Booming Economy: New York Fed GDP Reading Hits 3.9 Percent

The New York Federal Reserve’s tool for forecasting gross domestic product (GDP) hit its highest point ever on Friday, pointing to a fourth-quarter GDP growth of 3.93 percent.

The number is so high that the New York Fed’s “Nowcasting Report” had to be rescaled to allow for such a high reading. Prior to the most recent quarter, the Nowcast has never before predicted GDP above 3.2 percent and rarely ever above 3 percent.

The Nowcast uses the most recent economic figures to try to get a real-time reading of economic output. It is updated weekly.

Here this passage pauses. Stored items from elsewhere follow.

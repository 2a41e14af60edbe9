//! Detected narrative inconsistencies.

use serde::{Deserialize, Serialize};
use std::fmt;

/// Number of fragment characters kept in an inconsistency snippet.
pub const SNIPPET_CHARS: usize = 150;

/// Kind of rule violation found in a fragment.
#[derive(Debug, Clone, Copy, PartialEq, Eq, Hash, PartialOrd, Ord, Serialize, Deserialize)]
#[serde(rename_all = "kebab-case")]
pub enum ViolationKind {
    /// An object or technology that did not exist in the setting's era.
    Anachronism,
    /// An event that could not have happened in the setting's era.
    HistoricalImpossibility,
    /// Contradicts something the story already established.
    Contradiction,
    Other,
}

/// Keyword stems checked in order; the first kind with a match wins.
const KIND_KEYWORDS: &[(ViolationKind, &[&str])] = &[
    (ViolationKind::Anachronism, &["ANACHRONIS", "ANACRONIS"]),
    (ViolationKind::HistoricalImpossibility, &["IMPOSSIB"]),
    (ViolationKind::Contradiction, &["CONTRADICT", "CONTRADDI"]),
];

impl ViolationKind {
    /// Classify a violation line by keyword, case-insensitively.
    pub fn classify(text: &str) -> Self {
        let upper = text.to_uppercase();
        KIND_KEYWORDS
            .iter()
            .find(|(_, keywords)| keywords.iter().any(|k| upper.contains(k)))
            .map(|(kind, _)| *kind)
            .unwrap_or(ViolationKind::Other)
    }

    /// Wire name of this kind.
    pub fn name(&self) -> &'static str {
        match self {
            ViolationKind::Anachronism => "anachronism",
            ViolationKind::HistoricalImpossibility => "historical-impossibility",
            ViolationKind::Contradiction => "contradiction",
            ViolationKind::Other => "other",
        }
    }
}

impl fmt::Display for ViolationKind {
    fn fmt(&self, f: &mut fmt::Formatter<'_>) -> fmt::Result {
        f.write_str(self.name())
    }
}

/// A recorded inconsistency.
#[derive(Debug, Clone, PartialEq, Eq, Serialize, Deserialize)]
pub struct Inconsistency {
    pub turn: usize,
    #[serde(rename = "type")]
    pub kind: ViolationKind,
    pub description: String,
    /// Start of the offending fragment.
    pub story_chunk: String,
}

impl Inconsistency {
    /// Create an inconsistency, keeping a truncated snippet of the fragment.
    pub fn new(
        turn: usize,
        kind: ViolationKind,
        description: impl Into<String>,
        fragment: &str,
    ) -> Self {
        Self {
            turn,
            kind,
            description: description.into(),
            story_chunk: snippet(fragment),
        }
    }

    /// Object categories this inconsistency mentions.
    pub fn banned_objects(&self) -> Vec<BannedObject> {
        BannedObject::detect(&self.description)
    }
}

/// Character-safe truncation followed by an ellipsis marker.
fn snippet(fragment: &str) -> String {
    let head: String = fragment.chars().take(SNIPPET_CHARS).collect();
    format!("{head}...")
}

/// Categories of anachronistic objects that get banned once detected.
///
/// The vocabulary is a small fixed table tuned for pre-modern settings.
#[derive(Debug, Clone, Copy, PartialEq, Eq, Hash, PartialOrd, Ord, Serialize, Deserialize)]
#[serde(rename_all = "snake_case")]
pub enum BannedObject {
    SpottingDevice,
    Firearm,
    Timepiece,
}

const OBJECT_KEYWORDS: &[(BannedObject, &[&str])] = &[
    (
        BannedObject::SpottingDevice,
        &["telescop", "cannocchial", "spyglass"],
    ),
    (
        BannedObject::Firearm,
        &["pistol", "firearm", "musket", "armi da fuoco"],
    ),
    (
        BannedObject::Timepiece,
        &["orologi", "wristwatch", "pocket watch", "clock"],
    ),
];

impl BannedObject {
    /// Every category whose vocabulary appears in `text`, in table order.
    pub fn detect(text: &str) -> Vec<BannedObject> {
        let lower = text.to_lowercase();
        OBJECT_KEYWORDS
            .iter()
            .filter(|(_, keywords)| keywords.iter().any(|k| lower.contains(k)))
            .map(|(object, _)| *object)
            .collect()
    }

    /// Human-readable label used in prohibition clauses.
    pub fn label(&self) -> &'static str {
        match self {
            BannedObject::SpottingDevice => "telescopes/spyglasses",
            BannedObject::Firearm => "pistols/firearms",
            BannedObject::Timepiece => "clocks/watches",
        }
    }
}

#[cfg(test)]
mod tests {
    use super::*;

    #[test]
    fn test_classify_order() {
        assert_eq!(
            ViolationKind::classify("ANACRONISMO: reference to a telescope"),
            ViolationKind::Anachronism
        );
        assert_eq!(
            ViolationKind::classify("Historical impossibility: a map of America"),
            ViolationKind::HistoricalImpossibility
        );
        assert_eq!(
            ViolationKind::classify("impossibilità storica: mongolfiera"),
            ViolationKind::HistoricalImpossibility
        );
        assert_eq!(
            ViolationKind::classify("Contradiction: Li Wei was dead in turn 2"),
            ViolationKind::Contradiction
        );
        assert_eq!(ViolationKind::classify("Something odd"), ViolationKind::Other);
    }

    #[test]
    fn test_classify_matches_word_forms() {
        assert_eq!(
            ViolationKind::classify("Anachronistic object: spyglass"),
            ViolationKind::Anachronism
        );
        assert_eq!(
            ViolationKind::classify("oggetto anacronistico: orologio"),
            ViolationKind::Anachronism
        );
        assert_eq!(
            ViolationKind::classify("Historically impossible: a printing press"),
            ViolationKind::HistoricalImpossibility
        );
        assert_eq!(
            ViolationKind::classify("This contradicts turn 2"),
            ViolationKind::Contradiction
        );
    }

    #[test]
    fn test_classify_prefers_anachronism() {
        // Both keywords present; anachronism is checked first.
        assert_eq!(
            ViolationKind::classify("Anachronism and contradiction: a pistol again"),
            ViolationKind::Anachronism
        );
    }

    #[test]
    fn test_kind_serialization() {
        let json = serde_json::to_string(&ViolationKind::HistoricalImpossibility).unwrap();
        assert_eq!(json, "\"historical-impossibility\"");
    }

    #[test]
    fn test_snippet_truncates_on_chars() {
        let fragment = "è".repeat(200);
        let inconsistency = Inconsistency::new(1, ViolationKind::Other, "x", &fragment);
        assert_eq!(inconsistency.story_chunk.chars().count(), SNIPPET_CHARS + 3);
        assert!(inconsistency.story_chunk.ends_with("..."));
    }

    #[test]
    fn test_short_fragment_still_gets_marker() {
        let inconsistency = Inconsistency::new(0, ViolationKind::Other, "x", "Short.");
        assert_eq!(inconsistency.story_chunk, "Short....");
    }

    #[test]
    fn test_detect_banned_objects() {
        assert_eq!(
            BannedObject::detect("Lin Yao uses a TELESCOPE"),
            vec![BannedObject::SpottingDevice]
        );
        assert_eq!(
            BannedObject::detect("uso di armi da fuoco e orologio"),
            vec![BannedObject::Firearm, BannedObject::Timepiece]
        );
        assert!(BannedObject::detect("a bronze mirror").is_empty());
    }
}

Last week’s number was pushed up by good news about employment, inventories, and new home sales. Low inflation was a drag on the number.

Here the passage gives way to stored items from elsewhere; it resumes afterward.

//! Runner settings read from the environment.

use anyhow::{Context, Result};
use std::path::PathBuf;
use std::time::Duration;
use story_core::llm::DEFAULT_MIN_INTERVAL;
use story_core::Strategy;

pub const DEFAULT_CONFIG_PATH: &str = "story_config.json";
pub const DEFAULT_STATE_PATH: &str = "story_state.json";
pub const DEFAULT_TURNS: usize = 10;

/// Everything the runner needs besides the API key.
#[derive(Debug, Clone, PartialEq)]
pub struct Settings {
    pub config_path: PathBuf,
    pub state_path: PathBuf,
    pub strategy: Strategy,
    pub turns: usize,
    pub model: Option<String>,
    pub min_interval: Duration,
}

impl Settings {
    pub fn from_env() -> Result<Self> {
        Self::from_lookup(|key| std::env::var(key).ok())
    }

    /// Build settings from any key lookup.
    pub fn from_lookup(lookup: impl Fn(&str) -> Option<String>) -> Result<Self> {
        let strategy = match lookup("STORY_STRATEGY") {
            Some(raw) => raw.parse::<Strategy>().context("STORY_STRATEGY")?,
            None => Strategy::Feedback,
        };
        let turns = match lookup("STORY_TURNS") {
            Some(raw) => raw
                .trim()
                .parse::<usize>()
                .with_context(|| format!("STORY_TURNS must be a number, got '{raw}'"))?,
            None => DEFAULT_TURNS,
        };
        let min_interval = match lookup("STORY_MIN_INTERVAL_SECS") {
            Some(raw) => Duration::from_secs(raw.trim().parse::<u64>().with_context(|| {
                format!("STORY_MIN_INTERVAL_SECS must be a number, got '{raw}'")
            })?),
            None => DEFAULT_MIN_INTERVAL,
        };

        Ok(Self {
            config_path: lookup("STORY_CONFIG")
                .unwrap_or_else(|| DEFAULT_CONFIG_PATH.to_string())
                .into(),
            state_path: lookup("STORY_STATE_PATH")
                .unwrap_or_else(|| DEFAULT_STATE_PATH.to_string())
                .into(),
            strategy,
            turns,
            model: lookup("GEMINI_MODEL"),
            min_interval,
        })
    }
}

The message from the New York Fed is simple: the economy is booming.

The economy has grown at greater than 3 percent for every full quarter that Donald Trump has been president. It grew at just 1.24 percent in the first quarter of the year as the country transitioned from the Obama administration to the Trump administration.

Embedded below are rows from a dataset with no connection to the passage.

//! Story persistence.
//!
//! A finished (or interrupted) session is saved as pretty JSON holding the
//! full narrative state plus a small metadata block that can be read
//! without loading the state.

use crate::memory::NarrativeState;
use crate::prompt::Strategy;
use serde::{Deserialize, Serialize};
use std::path::Path;
use thiserror::Error;
use tokio::fs;
use uuid::Uuid;

/// Errors from persistence operations.
#[derive(Debug, Error)]
pub enum PersistError {
    #[error("IO error: {0}")]
    Io(#[from] std::io::Error),

    #[error("JSON error: {0}")]
    Json(#[from] serde_json::Error),

    #[error("Version mismatch: expected {expected}, found {found}")]
    VersionMismatch { expected: u32, found: u32 },
}

/// Current save file version.
const SAVE_VERSION: u32 = 1;

/// A saved story session.
#[derive(Debug, Clone, Serialize, Deserialize)]
pub struct SavedStory {
    /// Save format version for compatibility checking.
    pub version: u32,

    /// RFC 3339 timestamp of the save.
    pub saved_at: String,

    pub session_id: Uuid,

    pub strategy: Strategy,

    pub state: NarrativeState,

    pub metadata: SaveMetadata,
}

/// Summary of a saved story.
#[derive(Debug, Clone, PartialEq, Serialize, Deserialize)]
pub struct SaveMetadata {
    pub world_name: String,
    pub strategy: Strategy,
    pub turns_played: usize,
    pub fact_count: usize,
    pub item_count: usize,
    pub inconsistency_count: usize,
    /// Duplicated from the parent for peek access.
    #[serde(default)]
    pub saved_at: String,
}

impl SavedStory {
    /// Snapshot a state under a fresh session id.
    pub fn new(strategy: Strategy, state: NarrativeState) -> Self {
        Self::with_session_id(Uuid::new_v4(), strategy, state)
    }

    /// Snapshot a state under an existing session id.
    pub fn with_session_id(session_id: Uuid, strategy: Strategy, state: NarrativeState) -> Self {
        let saved_at = chrono::Utc::now().to_rfc3339();
        let metadata = SaveMetadata {
            world_name: state.world().name.clone(),
            strategy,
            turns_played: state.turn_count(),
            fact_count: state.facts().len(),
            item_count: state.items().len(),
            inconsistency_count: state.inconsistencies().len(),
            saved_at: saved_at.clone(),
        };

        Self {
            version: SAVE_VERSION,
            saved_at,
            session_id,
            strategy,
            state,
            metadata,
        }
    }

    /// Save to a JSON file.
    pub async fn save_json(&self, path: impl AsRef<Path>) -> Result<(), PersistError> {
        let content = serde_json::to_string_pretty(self)?;
        fs::write(path, content).await?;
        Ok(())
    }

    /// Load from a JSON file.
    pub async fn load_json(path: impl AsRef<Path>) -> Result<Self, PersistError> {
        let content = fs::read_to_string(path).await?;
        let saved: Self = serde_json::from_str(&content)?;
        check_version(saved.version)?;
        Ok(saved)
    }

    /// Read only the metadata of a save file.
    pub async fn peek_metadata(path: impl AsRef<Path>) -> Result<SaveMetadata, PersistError> {
        let content = fs::read_to_string(path).await?;

        #[derive(Deserialize)]
        struct Partial {
            version: u32,
            metadata: SaveMetadata,
        }

        let partial: Partial = serde_json::from_str(&content)?;
        check_version(partial.version)?;
        Ok(partial.metadata)
    }
}

fn check_version(found: u32) -> Result<(), PersistError> {
    if found != SAVE_VERSION {
        return Err(PersistError::VersionMismatch {
            expected: SAVE_VERSION,
            found,
        });
    }
    Ok(())
}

A 3.9 percent growth rate is far higher than economists forecasted when surveyed by the National Association for Business Economics (NABE). Despite signs that the economy had strengthened, most saw the economy slowing down at the end of the year. The NABE survey forecast just 2.8 percent for the third quarter. Instead, the economy grew at an annualized rate of 3.3 percent, according to the latest figures from the U.S. government. The NABE survey forecast 2.5 percent growth for the fourth quarter, more than a full percentage point from where the New York Fed Nowcast is pointing:

New York Fed Nowcast of GDP

New York Fed Nowcast of GDP

The economy has been regularly outperforming forecasts since Trump took office. Many economists had nothing but scorn for Trump’s prediction that he could achieve three percent growth, but now, that looks like a real possibility, as three consecutive quarters of growth above three percent looks likely.

The New York Fed Nowcast is considered to be more optimistic than the older GDPNOW tool run out of the Atlanta Fed. But even the GDPNOW forecast looks very strong, turning in a 3.5 percent growth forecast on Friday.